Your tulips are growing nicely, I found that needle turn appliqué is easier for me too ;)
Thank you for sharing your process, and linking up!
The Baptist fan quilting motif was the perfect choice! What a beautiful quilting you added to amazing tops! Keep hanging in there with the applique. . .you will get to the finish line!
The quilts all look lovely. Your skill and talent for long arming brings the quilts to life! Happy stitching!
As always, your quilting is exquisite -- both in the selection of the motif/design and in the execution!
great work on those Baptist Fans. I only did one once and with the 3 roller I was able to start on one side and just mark all the way across. I know when others use a hoop they have to start in the center of the quilt and work out from the center to work any fullness of the quilt out to the edges I guess a lot must mark they quilt in advance - great work
That's interesting, Karen. I think the article I found about quilters starting at the sides and working their way in with a hand quilted Baptist Fan was referring to the way it was done with those big, flat quilting frames without rollers that multiple quilters could sit around and work on the same project together. I was trying to find more about the history of that particular quilting pattern and was searching terms like "earliest example Baptist fan quilting." But when I took hand quilting classes from Roxanne McElroy's daughter ("That Perfect Stitch") we were using hoops and I believe we were also instructed to start in the center and work out to the sides. I have seen some really cool hand quilting on some of the vintage quilts that have come my way and would love to know more about how these overall designs were marked and executed in the past, when quilters did not have all of our cool gadgets at their disposal.
Do you know if there's any kind of reference out there for hand quilting designs like what Barbara Brackman did for patchwork and appliqué patterns? I would love to have a reference like that showing which quilting motifs were popular at different times and in different regions.
Oh those are lovely quilts, and what fun to choose a pattern and quilt away! Congrats on getting the feathers to line up on the medallion quilt. Very pretty. I don't have any relief for your applique process - sorry. How much more do you have to stitch down?

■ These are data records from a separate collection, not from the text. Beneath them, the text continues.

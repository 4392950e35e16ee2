pub mod install_queue;
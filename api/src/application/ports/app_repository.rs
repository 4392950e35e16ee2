use async_trait::async_trait;

use crate::domain::apps::app::{App, NewApp, NewAppToken};

#[async_trait]
pub trait AppRepository: Send + Sync {
    async fn create_with_token(&self, app: &NewApp, token: &NewAppToken) -> anyhow::Result<App>;

    async fn find_active_by_token_hash(&self, token_hash: &str) -> anyhow::Result<Option<App>>;
}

I loved seeing all of those beautiful quilts. The patterns you used for quilting definitely complement the quilts. Your appliqued tulip looks pretty. I look forward to seeing the quilt that it will be a part of.

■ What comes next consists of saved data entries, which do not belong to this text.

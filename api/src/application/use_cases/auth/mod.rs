pub mod bootstrap_admin;
pub mod login;
pub mod resolve_requestor;
pub mod auth;
pub mod graphql;
pub mod health;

I love seeing your hand stitching! I get it that projects become repetitive and we need a few different things to work on so we can stick with it over time!
Yeah Linda, Yeah Rebecca....stunning work xo
All three quilt tops made by Linda are lovely by themselves. The quilting designs you chose for each one are perfect as it adds to their personality. Baptist fan is perfect for the different patchwork blocks and the plain alternates. The fabrics in the paisley are the star and the overall design chosen works. Isn’t that something the baby quilt top was also made by Linda. A cheery baby quilt for a lucky newborn and family. The close up of the needleturn block is appreciated. The pieces have dimension and a natural look. Unfortunately, freezer paper method tends to have a flat look. In my humble opinion, Linda’s two quilts are quilt show worthy. Perhaps Fun with Barb may know more about the Baptist Fan as she has designed and sells a BF stencil. Have a good week!

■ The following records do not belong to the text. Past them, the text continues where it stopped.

//! # Vault API Client
//!
//! [`Client`] is the object the cache clones per namespace. It is split in two:
//!
//! - an `Arc`'d inner part (token + transport) shared by every clone, and
//! - a per-clone header map, so setting a namespace on a clone never leaks
//!   back into the root client.
//!
//! Requests go through [`Client::logical`], which mirrors Vault's logical API
//! (`read`, `write`, `delete`).

use crate::consts::{NAMESPACE_HEADER_NAME, PATH_DELIM, TOKEN_HEADER_NAME};
use crate::transport::Transport;
use serde::Deserialize;
use serde_json::{Map, Value};
use std::collections::BTreeMap;
use std::fmt;
use std::sync::Arc;
use thiserror::Error;
use tracing::debug;

/// Header name to value.
pub type Headers = BTreeMap<String, String>;

/// Errors raised while talking to Vault.
#[derive(Debug, Clone, Error, PartialEq)]
pub enum ClientError {
    #[error("invalid address: {0}")]
    InvalidAddress(String),

    #[error("transport error: {0}")]
    Transport(String),

    #[error("Code: {code}. Errors: {}", errors.join(", "))]
    Status { code: u16, errors: Vec<String> },

    #[error("failed to decode response: {0}")]
    Decode(String),

    #[error("unexpected request: {0}")]
    Unexpected(String),
}

/// HTTP verbs used by the logical API.
#[derive(Debug, Clone, Copy, PartialEq, Eq, Hash)]
pub enum Method {
    Get,
    Put,
    Delete,
}

impl Method {
    pub fn as_str(&self) -> &'static str {
        match self {
            Method::Get => "GET",
            Method::Put => "PUT",
            Method::Delete => "DELETE",
        }
    }
}

impl fmt::Display for Method {
    fn fmt(&self, f: &mut fmt::Formatter<'_>) -> fmt::Result {
        f.write_str(self.as_str())
    }
}

/// A fully resolved request, ready for a [`Transport`].
#[derive(Debug, Clone, PartialEq)]
pub struct Request {
    pub method: Method,
    /// Logical path without the `/v1/` prefix or surrounding separators.
    pub path: String,
    pub query: Vec<(String, String)>,
    pub headers: Headers,
    pub body: Option<Value>,
}

impl Request {
    pub fn header(&self, name: &str) -> Option<&str> {
        self.headers.get(name).map(String::as_str)
    }
}

/// A secret as returned by Vault's logical API.
#[derive(Debug, Clone, Default, PartialEq, Deserialize)]
pub struct Secret {
    #[serde(default)]
    pub request_id: String,
    #[serde(default)]
    pub lease_id: String,
    #[serde(default)]
    pub lease_duration: u64,
    #[serde(default)]
    pub renewable: bool,
    #[serde(default, deserialize_with = "null_as_empty")]
    pub data: Map<String, Value>,
    #[serde(default)]
    pub warnings: Option<Vec<String>>,
}

impl Secret {
    /// Builds a secret carrying only `data`.
    pub fn with_data(data: Map<String, Value>) -> Self {
        Self {
            data,
            ..Self::default()
        }
    }
}

fn null_as_empty<'de, D>(deserializer: D) -> Result<Map<String, Value>, D::Error>
where
    D: serde::Deserializer<'de>,
{
    Ok(Option::<Map<String, Value>>::deserialize(deserializer)?.unwrap_or_default())
}

struct ClientInner {
    token: Option<String>,
    transport: Arc<dyn Transport>,
}

/// A Vault API client.
///
/// Cloning is cheap: the transport is shared, only the header map is copied.
#[derive(Clone)]
pub struct Client {
    inner: Arc<ClientInner>,
    headers: Headers,
}

impl Client {
    pub fn new(transport: Arc<dyn Transport>) -> Self {
        Self {
            inner: Arc::new(ClientInner {
                token: None,
                transport,
            }),
            headers: Headers::new(),
        }
    }

    /// Returns a client that authenticates with `token`.
    ///
    /// Existing clones keep their previous token.
    pub fn with_token(self, token: impl Into<String>) -> Self {
        Self {
            inner: Arc::new(ClientInner {
                token: Some(token.into()),
                transport: Arc::clone(&self.inner.transport),
            }),
            headers: self.headers,
        }
    }

    pub fn token(&self) -> Option<&str> {
        self.inner.token.as_deref()
    }

    pub fn headers(&self) -> &Headers {
        &self.headers
    }

    pub fn set_header(&mut self, name: impl Into<String>, value: impl Into<String>) {
        self.headers.insert(name.into(), value.into());
    }

    /// Scopes this client to `namespace`.
    ///
    /// An empty namespace is the root namespace and clears the header.
    pub fn set_namespace(&mut self, namespace: &str) {
        if namespace.is_empty() {
            self.clear_namespace();
        } else {
            self.set_header(NAMESPACE_HEADER_NAME, namespace);
        }
    }

    pub fn clear_namespace(&mut self) {
        self.headers.remove(NAMESPACE_HEADER_NAME);
    }

    pub fn namespace(&self) -> Option<&str> {
        self.headers.get(NAMESPACE_HEADER_NAME).map(String::as_str)
    }

    pub fn logical(&self) -> Logical<'_> {
        Logical { client: self }
    }

    fn request(&self, method: Method, path: &str) -> Request {
        let mut headers = self.headers.clone();
        if let Some(token) = &self.inner.token {
            headers.insert(TOKEN_HEADER_NAME.to_string(), token.clone());
        }
        Request {
            method,
            path: path.trim_matches(PATH_DELIM).to_string(),
            query: Vec::new(),
            headers,
            body: None,
        }
    }

    async fn send(&self, request: Request) -> Result<Option<Secret>, ClientError> {
        debug!(
            method = %request.method,
            path = %request.path,
            namespace = self.namespace().unwrap_or_default(),
            "Sending request"
        );
        self.inner.transport.send(request).await
    }
}

impl fmt::Debug for Client {
    fn fmt(&self, f: &mut fmt::Formatter<'_>) -> fmt::Result {
        f.debug_struct("Client")
            .field("token", &self.inner.token.as_ref().map(|_| "<redacted>"))
            .field("headers", &self.headers)
            .finish()
    }
}

/// Vault's logical backend API, borrowed from a [`Client`].
pub struct Logical<'a> {
    client: &'a Client,
}

impl Logical<'_> {
    /// Reads `path`. `Ok(None)` means nothing is stored there.
    pub async fn read(&self, path: &str) -> Result<Option<Secret>, ClientError> {
        self.read_with_data(path, &[]).await
    }

    /// Reads `path`, passing `data` as query parameters.
    pub async fn read_with_data(
        &self,
        path: &str,
        data: &[(&str, &str)],
    ) -> Result<Option<Secret>, ClientError> {
        let mut request = self.client.request(Method::Get, path);
        request.query = data
            .iter()
            .map(|(k, v)| (k.to_string(), v.to_string()))
            .collect();
        self.client.send(request).await
    }

    pub async fn write(&self, path: &str, data: Value) -> Result<Option<Secret>, ClientError> {
        let mut request = self.client.request(Method::Put, path);
        request.body = Some(data);
        self.client.send(request).await
    }

    pub async fn delete(&self, path: &str) -> Result<Option<Secret>, ClientError> {
        let request = self.client.request(Method::Delete, path);
        self.client.send(request).await
    }
}

#[cfg(test)]
mod tests {
    use super::*;
    use crate::mock::MockTransport;
    use serde_json::json;

    #[test]
    fn test_namespace_on_clone_does_not_touch_root() {
        let root = Client::new(Arc::new(MockTransport::new()));
        let mut scoped = root.clone();
        scoped.set_namespace("team-a");

        assert_eq!(scoped.namespace(), Some("team-a"));
        assert_eq!(root.namespace(), None);
        assert!(root.headers().is_empty());
    }

    #[test]
    fn test_empty_namespace_clears_header() {
        let mut client = Client::new(Arc::new(MockTransport::new()));
        client.set_namespace("team-a");
        client.set_namespace("");
        assert_eq!(client.namespace(), None);
    }

    #[test]
    fn test_debug_redacts_token() {
        let client = Client::new(Arc::new(MockTransport::new())).with_token("s.secret");
        let rendered = format!("{client:?}");
        assert!(!rendered.contains("s.secret"));
        assert!(rendered.contains("<redacted>"));
    }

    #[test]
    fn test_secret_decodes_null_data() {
        let secret: Secret = serde_json::from_value(json!({
            "request_id": "r-1",
            "lease_id": "",
            "lease_duration": 0,
            "renewable": false,
            "data": null,
        }))
        .unwrap();
        assert!(secret.data.is_empty());
        assert_eq!(secret.request_id, "r-1");
    }

    #[tokio::test]
    async fn test_read_with_data_sends_headers_and_query() {
        let mut mock = MockTransport::new();
        mock.expect(Method::Get, "gcp/key/app")
            .return_ok(Some(Secret::with_data(Map::new())));
        let mock = Arc::new(mock);

        let mut client = Client::new(mock.clone()).with_token("s.token");
        client.set_namespace("team-a");

        let secret = client
            .logical()
            .read_with_data("/gcp/key/app/", &[("ttl", "1h")])
            .await
            .unwrap();
        assert!(secret.is_some());

        let requests = mock.requests();
        assert_eq!(requests.len(), 1);
        let request = &requests[0];
        assert_eq!(request.path, "gcp/key/app");
        assert_eq!(request.query, vec![("ttl".to_string(), "1h".to_string())]);
        assert_eq!(request.header(NAMESPACE_HEADER_NAME), Some("team-a"));
        assert_eq!(request.header(TOKEN_HEADER_NAME), Some("s.token"));
        mock.verify();
    }

    #[tokio::test]
    async fn test_write_carries_body() {
        let mut mock = MockTransport::new();
        mock.expect(Method::Put, "sys/leases/revoke").return_ok(None);
        let mock = Arc::new(mock);

        let client = Client::new(mock.clone());
        let resp = client
            .logical()
            .write("sys/leases/revoke", json!({"lease_id": "l-1"}))
            .await
            .unwrap();
        assert!(resp.is_none());
        assert_eq!(mock.requests()[0].body, Some(json!({"lease_id": "l-1"})));
    }

    #[tokio::test]
    async fn test_delete_sends_no_body() {
        let mut mock = MockTransport::new();
        mock.expect(Method::Delete, "gcp/roleset/editor").return_ok(None);
        let mock = Arc::new(mock);

        let mut client = Client::new(mock.clone()).with_token("s.token");
        client.set_namespace("team-a");
        let resp = client.logical().delete("/gcp/roleset/editor").await.unwrap();

        assert!(resp.is_none());
        let request = &mock.requests()[0];
        assert_eq!(request.method, Method::Delete);
        assert_eq!(request.body, None);
        assert_eq!(request.header(NAMESPACE_HEADER_NAME), Some("team-a"));
        mock.verify();
    }
}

Your quilting looks great on all the quilts! I too like baptist fan on the more traditional quilts! I've been doing a wave quilt pattern on most of my donation quilts as it is quick, easy and doesn't use a lot of thread and surprisingly, it looks good on all types of pieced tops! I am very lucky 'modern, minimalist is 'in' with quilting designs' :)
Ok, Linda's traditional quilts are beauties after my own heart! Never thought Baptist Fans was considered E2E but see it now. It always works on quilts in this style. Also wouldn't have expected a feather design to be considered E2E, live and learn! I agree with her compliment on the donation quilt, I'd have had a hard time letting that one go too!! Your hand work is like your MODA Sampler work: slow and steady wins the race.